Creating a Talent Acquisition Quality Management System

It’s common for recruiting and HR professionals to think about talent acquisition metrics as they strive to measure their effectiveness. However, a bigger picture structure is needed to ensure that the entirety of your engineering talent acquisition system is continually improving. Engineering and technology organizations apply quality management systems (QMS) to product creation, and the same principles can be applied to the engineering recruiting process. A talent acquisition quality management system (TAQMS) allows organizations to identify, measure, control, and improve the processes that lead to optimized talent acquisition.

A key to establishing an effective TAQMS is identifying the metrics that will be used to determine if the talent acquisition processes are under control or not. There are many metrics to choose from, but we recommend selecting five key metrics. More than five metrics tend to overwhelm organizations and shifts too much focus to data analysis instead of fixing the root cause of talent acquisition challenges.

Metrics can and should be applied to both internal and external talent acquisition teams. Below are some examples of talent acquisition metrics that can help ensure your process is under control.

Time to Fill (TTF) Target

If your average TTF is longer than the target, the root cause of the friction and/or inefficiency within your talent acquisition process must be identified and solved. Friction and/or inefficiency can come from multiple areas, including poorly developed positions, an under-resourced talent acquisition team, ineffective talent acquisition project management, and an insufficient understanding of the market.

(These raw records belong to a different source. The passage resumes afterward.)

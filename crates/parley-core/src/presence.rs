//! Presence registry: the live set of identified connections.
//!
//! Source of truth for "who is online." A connection enters the registry
//! when it identifies with a display name and leaves on disconnect.

use parley_protocol::{ConnectionId, PresenceEntry};
use std::collections::HashMap;
use tracing::debug;

/// Maximum display name length.
pub const MAX_DISPLAY_NAME_LENGTH: usize = 64;

/// Validate a display name, returning the trimmed form.
///
/// # Errors
///
/// Returns an error message if the name is invalid.
pub fn validate_display_name(name: &str) -> Result<&str, &'static str> {
    let trimmed = name.trim();
    if trimmed.is_empty() {
        return Err("Display name cannot be empty.");
    }
    if trimmed.len() > MAX_DISPLAY_NAME_LENGTH {
        return Err("Display name too long.");
    }
    Ok(trimmed)
}

/// State for a single identified connection.
#[derive(Debug)]
struct Member {
    display_name: String,
    /// Join sequence number, for deterministic snapshot ordering.
    joined_seq: u64,
}

/// Registry of identified connections and their display names.
///
/// Display names are not unique: two connections may share a name.
#[derive(Debug, Default)]
pub struct PresenceRegistry {
    members: HashMap<ConnectionId, Member>,
    next_seq: u64,
}

impl PresenceRegistry {
    /// Create an empty registry.
    #[must_use]
    pub fn new() -> Self {
        Self::default()
    }

    /// Get the number of identified connections.
    #[must_use]
    pub fn count(&self) -> usize {
        self.members.len()
    }

    /// Check if a connection has identified.
    #[must_use]
    pub fn is_present(&self, connection_id: &str) -> bool {
        self.members.contains_key(connection_id)
    }

    /// Look up a connection's display name.
    #[must_use]
    pub fn display_name(&self, connection_id: &str) -> Option<&str> {
        self.members
            .get(connection_id)
            .map(|m| m.display_name.as_str())
    }

    /// Register a connection under a display name.
    ///
    /// Re-joining overwrites the display name silently and keeps the
    /// original join order. Returns `true` if this is a new member.
    pub fn join(&mut self, connection_id: impl Into<ConnectionId>, display_name: impl Into<String>) -> bool {
        let connection_id = connection_id.into();
        let display_name = display_name.into();

        if let Some(member) = self.members.get_mut(&connection_id) {
            member.display_name = display_name;
            return false;
        }

        let joined_seq = self.next_seq;
        self.next_seq += 1;
        debug!(connection = %connection_id, name = %display_name, "Presence: member joined");
        self.members.insert(
            connection_id,
            Member {
                display_name,
                joined_seq,
            },
        );
        true
    }

    /// Remove a connection from the registry.
    ///
    /// Returns the removed display name, if any.
    pub fn remove(&mut self, connection_id: &str) -> Option<String> {
        let member = self.members.remove(connection_id);
        if member.is_some() {
            debug!(connection = %connection_id, "Presence: member left");
        }
        member.map(|m| m.display_name)
    }

    /// Get the full presence list, ordered by join sequence.
    #[must_use]
    pub fn snapshot(&self) -> Vec<PresenceEntry> {
        let mut members: Vec<_> = self.members.iter().collect();
        members.sort_by_key(|(_, m)| m.joined_seq);
        members
            .into_iter()
            .map(|(connection_id, m)| PresenceEntry {
                connection_id: connection_id.clone(),
                display_name: m.display_name.clone(),
            })
            .collect()
    }

    /// Check if nobody has identified.
    #[must_use]
    pub fn is_empty(&self) -> bool {
        self.members.is_empty()
    }
}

Submission to Hire Ratio (SHR)

Your SHR reveals how well talent acquisition teams are delivering quality candidates to hiring managers. It is measured by taking the ratio of candidates submitted to the hiring manager for consideration against the number of hires.

“On-Hold” Position Percentage

What is the level of positions that are put on hold after the recruitment process has started? A high on-hold position percentage generally reflects weaknesses within the position development process and likely points to organizational inefficiency or, perhaps, organizational collaboration issues that must be addressed.

Position Requirements Change Percentage

What percentage of positions experience requirements change after the talent acquisition process has begun? As with the on-hold position percentage, a high percentage of positions experiencing requirements change is likely pointing to weaknesses within the position development process.

Offer Acceptance Rate (OA)

If the offer acceptance rate is lower than the goal, an exploration to learn more about that weakness should be conducted. Is your recruiting process too slow or unfriendly for candidates? Are your compensation and/or benefit packages noncompetitive? Are there employer branding challenges that must be addressed? OA is simply a calculation of the number of candidates presented with a verbal or written offer versus the number of candidates who accept the offer.

As with any quality system, establishing a process for the root cause analysis (RCA) is critical. Reporting TAQS metrics to executives and other appropriate stakeholders should be an assigned part of the talent acquisition project management. If any key metrics fail to meet expectations, an RCA should be conducted to determine where the breakdown is occurring. Then, apply process adjustments, and continue monitoring to ensure that the changes repaired the problem.